I can’t believe a year has passed. For Antoine Leiris and many others affected by this atrocity it will seem both the twinkling of an eye and a lifetime. What a slippery beast time can be.
I have read longer extracts of this book when it was published and wondered about reading it in full. For the moment it is one of those books that I don’t want to face – which is cowardly, but honest. I’m reading Ann Frank’s Diary of a Young Girl at the moment, and finding the experience heightened by this time of remembrance. I think perhaps I shall make a note to read Leiris’ book this time next year. If he is brave enough to write it – and to live it every day – then surely I am brave enough to read it. He speaks for many and he deserves an audience.
It’s certainly an emotional read, but also ultimately uplifting. He said in an interview that he didn’t think of his writing as therapy, but I think reading it can be therapeutic for all those dealing with grief. Reminded me a little of Joan Didion’s Year of Magical Thinking, but it is much more visceral and immediate than that one.
I don’t think I can read it. Not now. Just thinking of the letter he wrote just after the bombing upsets me. I might buy the book, though, as a way to support him and his son.
I think that, as a people, we can be proud to have reacted with dignity to these horrible attacks..
PS Why “hate” and not “hatred” in the title?
It’s not an easy read and I certainly don’t recommend reading it as a way to get back to sleep at 3:30 in the morning. BAD idea!
But yes, you are absolutely right: ‘haine’ is hatred, so I’m not sure, maybe it sounded too correct?
My guess is the rhythm. “You will not have my hate” is pure trochees, bam bam bam bam bam bam; “you will not have my hatred” sounds lopsided.

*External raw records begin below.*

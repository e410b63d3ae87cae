//! Android library (AAR) processing
//!
//! Each resolved AAR is unpacked once into its own directory. Its jars go on
//! the shared classpath and its resources are compiled into a `.flata`
//! archive for the link step.

use std::fs::File;
use std::path::{Component, Path, PathBuf};

use apkforge_core::{log_line, BuildCallback, BuildResult, BuildStep, SharedArtifacts};
use async_trait::async_trait;
use sha2::{Digest, Sha256};
use tracing::{debug, info, warn};
use zip::ZipArchive;

use crate::process::ToolCommand;
use crate::BuildError;

/// Unpacks AARs and collects what the rest of the build needs from them
pub struct ProcessAars {
    artifacts: SharedArtifacts,
    exploded_dir: PathBuf,
    compiled_dir: PathBuf,
    aapt2: PathBuf,
    java: PathBuf,
}

impl ProcessAars {
    pub fn new(
        artifacts: SharedArtifacts,
        exploded_dir: impl Into<PathBuf>,
        compiled_dir: impl Into<PathBuf>,
        aapt2: impl Into<PathBuf>,
        java: impl Into<PathBuf>,
    ) -> Self {
        Self {
            artifacts,
            exploded_dir: exploded_dir.into(),
            compiled_dir: compiled_dir.into(),
            aapt2: aapt2.into(),
            java: java.into(),
        }
    }

    async fn process(&self, aars: &[PathBuf], callback: Option<&dyn BuildCallback>) -> Result<String, String> {
        tokio::fs::create_dir_all(&self.exploded_dir)
            .await
            .map_err(|e| format!("Failed to create {}: {}", self.exploded_dir.display(), e))?;
        tokio::fs::create_dir_all(&self.compiled_dir)
            .await
            .map_err(|e| format!("Failed to create {}: {}", self.compiled_dir.display(), e))?;

        let mut jars = Vec::new();
        let mut compiled = Vec::new();

        for aar in aars {
            let name = aar.file_name().map_or_else(String::new, |n| n.to_string_lossy().into_owned());
            let unique = unique_name(aar);
            let dest = self.exploded_dir.join(&unique);

            let fresh = !dest.exists();
            if fresh {
                log_line(callback, &format!("Extracting {}", name));
                extract_aar(aar, &dest)
                    .await
                    .map_err(|e| format!("Failed to extract {}: {}", name, e))?;
            } else {
                debug!("{} already extracted to {:?}", name, dest);
            }

            jars.extend(library_jars(&dest));

            let res = dest.join("res");
            if has_entries(&res) {
                let flata = self.compiled_dir.join(format!("{}.flata", unique));
                if fresh || !flata.exists() {
                    let output = ToolCommand::tool(&self.aapt2, &self.java)
                        .arg("compile")
                        .arg("--dir")
                        .arg(&res)
                        .arg("-o")
                        .arg(&flata)
                        .run(callback)
                        .await
                        .map_err(|e| format!("Failed to compile resources for {}: {}", name, e))?;
                    if !output.success() {
                        return Err(format!("Failed to compile resources for {}: {}", name, output.output));
                    }
                }
                compiled.push(flata);
            }
        }

        let summary = format!(
            "Processed {} AARs. Compiled {} resource packages.",
            aars.len(),
            compiled.len()
        );
        info!("{} ({} jars)", summary, jars.len());

        self.artifacts.classpath.extend(jars);
        self.artifacts.compiled_resources.extend(compiled);
        Ok(summary)
    }
}

#[async_trait]
impl BuildStep for ProcessAars {
    fn name(&self) -> &str {
        "ProcessAars"
    }

    async fn execute(&mut self, callback: Option<&dyn BuildCallback>) -> BuildResult {
        let aars: Vec<PathBuf> = self
            .artifacts
            .resolved
            .snapshot()
            .into_iter()
            .filter(|p| p.is_file() && p.extension().map_or(false, |e| e == "aar"))
            .collect();

        if aars.is_empty() {
            return BuildResult::success("No AARs found to process.");
        }

        log_line(callback, &format!("Processing {} AARs...", aars.len()));
        match self.process(&aars, callback).await {
            Ok(summary) => BuildResult::success(summary),
            Err(message) => {
                log_line(callback, &message);
                BuildResult::failure(message)
            }
        }
    }
}

/// `<stem>_<hash of the absolute path>`, stable across runs
pub fn unique_name(aar: &Path) -> String {
    let absolute = if aar.is_absolute() {
        aar.to_path_buf()
    } else {
        std::env::current_dir().map(|d| d.join(aar)).unwrap_or_else(|_| aar.to_path_buf())
    };
    let digest = Sha256::digest(absolute.to_string_lossy().as_bytes());
    let stem = aar.file_stem().map_or_else(String::new, |s| s.to_string_lossy().into_owned());
    format!("{}_{}", stem, &hex::encode(digest)[..16])
}

/// Extract `archive` into `dest`.
///
/// Entries are written to a sibling staging directory that only becomes
/// `dest` once every entry is out, so an interrupted or rejected
/// extraction never leaves a directory a later run would trust.
pub async fn extract_aar(archive: &Path, dest: &Path) -> Result<(), BuildError> {
    info!("Extracting {:?} to {:?}", archive, dest);

    let archive = archive.to_path_buf();
    let dest = dest.to_path_buf();

    tokio::task::spawn_blocking(move || -> Result<(), BuildError> {
        let staging = staging_dir(&dest);
        if staging.exists() {
            std::fs::remove_dir_all(&staging)?;
        }

        match unzip_into(&archive, &staging) {
            Ok(()) => {
                std::fs::rename(&staging, &dest)?;
                Ok(())
            }
            Err(e) => {
                if let Err(cleanup) = std::fs::remove_dir_all(&staging) {
                    if staging.exists() {
                        warn!("Failed to remove {:?}: {}", staging, cleanup);
                    }
                }
                Err(e)
            }
        }
    })
    .await?
}

fn staging_dir(dest: &Path) -> PathBuf {
    let mut name = dest.file_name().unwrap_or_default().to_os_string();
    name.push(".extracting");
    dest.with_file_name(name)
}

fn unzip_into(archive: &Path, target_dir: &Path) -> Result<(), BuildError> {
    let mut zip = ZipArchive::new(File::open(archive)?)?;
    std::fs::create_dir_all(target_dir)?;

    for i in 0..zip.len() {
        let mut entry = zip.by_index(i)?;
        let outpath = safe_join(target_dir, entry.name())?;

        if entry.is_dir() {
            std::fs::create_dir_all(&outpath)?;
        } else {
            if let Some(parent) = outpath.parent() {
                std::fs::create_dir_all(parent)?;
            }
            let mut outfile = File::create(&outpath)?;
            std::io::copy(&mut entry, &mut outfile)?;
        }
    }

    Ok(())
}

/// Resolve an entry name under `root`, refusing anything that would land
/// outside of it
pub fn safe_join(root: &Path, entry_name: &str) -> Result<PathBuf, BuildError> {
    let relative = Path::new(entry_name);
    let escapes = relative
        .components()
        .any(|c| matches!(c, Component::ParentDir | Component::RootDir | Component::Prefix(_)));
    if escapes || entry_name.contains('\\') {
        return Err(BuildError::ZipSlip(entry_name.to_string()));
    }

    let joined = root.join(relative);
    if !joined.starts_with(root) {
        return Err(BuildError::ZipSlip(entry_name.to_string()));
    }
    Ok(joined)
}

/// `classes.jar` plus every jar under `libs/`
fn library_jars(exploded: &Path) -> Vec<PathBuf> {
    let mut jars = Vec::new();

    let classes = exploded.join("classes.jar");
    if classes.is_file() {
        jars.push(classes);
    }

    let pattern = format!(
        "{}/libs/**/*.jar",
        glob::Pattern::escape(&exploded.to_string_lossy())
    );
    match glob::glob(&pattern) {
        Ok(paths) => jars.extend(paths.filter_map(|p| p.ok()).filter(|p| p.is_file())),
        Err(e) => warn!("Bad library jar pattern {}: {}", pattern, e),
    }

    jars
}

fn has_entries(dir: &Path) -> bool {
    std::fs::read_dir(dir).map_or(false, |mut entries| entries.next().is_some())
}

#[cfg(test)]
mod tests {
    use super::*;
    use std::io::Write;
    use tempfile::TempDir;
    use zip::write::FileOptions;
    use zip::ZipWriter;

    fn write_zip(path: &Path, entries: &[(&str, &[u8])]) {
        let mut zip = ZipWriter::new(File::create(path).unwrap());
        for (name, data) in entries {
            zip.start_file(*name, FileOptions::default()).unwrap();
            zip.write_all(data).unwrap();
        }
        zip.finish().unwrap();
    }

    #[test]
    fn test_safe_join_rejects_escapes() {
        let root = Path::new("/build/exploded/lib");

        assert_eq!(safe_join(root, "res/values/values.xml").unwrap(), root.join("res/values/values.xml"));
        assert!(matches!(safe_join(root, "../../evil"), Err(BuildError::ZipSlip(_))));
        assert!(matches!(safe_join(root, "res/../../evil"), Err(BuildError::ZipSlip(_))));
        assert!(matches!(safe_join(root, "/etc/passwd"), Err(BuildError::ZipSlip(_))));
        assert!(matches!(safe_join(root, "..\\evil"), Err(BuildError::ZipSlip(_))));
    }

    #[test]
    fn test_unique_name_is_stable_and_path_dependent() {
        let a = unique_name(Path::new("/repo/a/lib-1.0.aar"));
        let b = unique_name(Path::new("/repo/b/lib-1.0.aar"));

        assert!(a.starts_with("lib-1.0_"));
        assert_eq!(a, unique_name(Path::new("/repo/a/lib-1.0.aar")));
        assert_ne!(a, b);
    }

    #[tokio::test]
    async fn test_zip_slip_entry_rejected_and_nothing_written() {
        let dir = TempDir::new().unwrap();
        let aar = dir.path().join("evil.aar");
        write_zip(&aar, &[("classes.jar", b"jar"), ("../../evil", b"owned")]);

        let dest = dir.path().join("out").join("exploded").join("evil");
        let err = extract_aar(&aar, &dest).await.unwrap_err();

        assert!(matches!(err, BuildError::ZipSlip(_)));
        assert!(err.to_string().contains("Zip Slip"));
        assert!(!dest.exists());
        assert!(!staging_dir(&dest).exists());
        assert!(!dir.path().join("evil").exists());
        assert!(!dir.path().join("out").join("evil").exists());
    }

    #[tokio::test]
    async fn test_extract_and_collect_jars() {
        let dir = TempDir::new().unwrap();
        let aar = dir.path().join("lib.aar");
        write_zip(
            &aar,
            &[
                ("AndroidManifest.xml", b"<manifest/>"),
                ("classes.jar", b"jar"),
                ("libs/extra.jar", b"jar"),
                ("libs/nested/deep.jar", b"jar"),
                ("libs/readme.txt", b"text"),
            ],
        );

        let dest = dir.path().join("lib");
        extract_aar(&aar, &dest).await.unwrap();

        let jars = library_jars(&dest);
        assert_eq!(
            jars,
            vec![
                dest.join("classes.jar"),
                dest.join("libs/extra.jar"),
                dest.join("libs/nested/deep.jar"),
            ]
        );
    }

    #[tokio::test]
    async fn test_step_without_aars_succeeds() {
        let dir = TempDir::new().unwrap();
        let artifacts = SharedArtifacts::new();
        artifacts.resolved.push(dir.path().join("plain.jar"));

        let mut step = ProcessAars::new(artifacts, dir.path().join("x"), dir.path().join("y"), "aapt2", "java");
        let result = step.execute(None).await;

        assert!(result.success);
        assert_eq!(result.output, "No AARs found to process.");
    }

    #[tokio::test]
    async fn test_step_reports_zip_slip_as_failure() {
        let dir = TempDir::new().unwrap();
        let aar = dir.path().join("evil.aar");
        write_zip(&aar, &[("../evil.txt", b"owned")]);

        let artifacts = SharedArtifacts::new();
        artifacts.resolved.push(&aar);
        let mut step = ProcessAars::new(
            artifacts.clone(),
            dir.path().join("build/exploded_aars"),
            dir.path().join("build/compiled_aars"),
            "aapt2",
            "java",
        );
        let result = step.execute(None).await;

        assert!(!result.success);
        assert!(result.output.contains("Zip Slip vulnerability detected"));
        assert!(artifacts.classpath.is_empty());
        assert!(!dir.path().join("build/exploded_aars/evil.txt").exists());
    }

    #[cfg(unix)]
    #[tokio::test]
    async fn test_step_collects_jars_and_compiles_resources() {
        let dir = TempDir::new().unwrap();
        let aar = dir.path().join("widgets-1.0.aar");
        write_zip(
            &aar,
            &[
                ("classes.jar", b"jar"),
                ("libs/helper.jar", b"jar"),
                ("res/values/values.xml", b"<resources/>"),
            ],
        );

        let aapt2 = dir.path().join("aapt2.sh");
        std::fs::write(
            &aapt2,
            "while [ $# -gt 0 ]; do if [ \"$1\" = \"-o\" ]; then shift; out=\"$1\"; fi; shift; done\necho compiled > \"$out\"\necho compiled resources\n",
        )
        .unwrap();

        let artifacts = SharedArtifacts::new();
        artifacts.resolved.push(&aar);
        let exploded = dir.path().join("build/exploded_aars");
        let compiled = dir.path().join("build/compiled_aars");
        let mut step = ProcessAars::new(artifacts.clone(), &exploded, &compiled, &aapt2, "java");

        let result = step.execute(None).await;
        assert!(result.success, "{}", result.output);
        assert_eq!(result.output, "Processed 1 AARs. Compiled 1 resource packages.");

        let unique = unique_name(&aar);
        assert_eq!(
            artifacts.classpath.snapshot(),
            vec![
                exploded.join(&unique).join("classes.jar"),
                exploded.join(&unique).join("libs/helper.jar"),
            ]
        );
        let flata = compiled.join(format!("{}.flata", unique));
        assert_eq!(artifacts.compiled_resources.snapshot(), vec![flata.clone()]);
        assert!(flata.exists());

        // Second run reuses the extraction and the compiled archive
        std::fs::remove_file(&aapt2).unwrap();
        let result = step.execute(None).await;
        assert!(result.success, "{}", result.output);
        assert_eq!(artifacts.classpath.len(), 2);
    }
}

I have this just arrived and waiting to be read. I know in advance – and your heartfelt review has just verified this – that it will be a very difficult, painful read, but also a hugely important and educative one, because the dirtier and more savage our world seems to get, the more important it becomes to seek out those who are actively striving towards a different, better outcome
Exactly. I felt it was important for me to read it just now, at the anniversary of those events, and remind myself not to become bitter nor resigned. I’d love to hear your thoughts once you’ve had the chance to read it.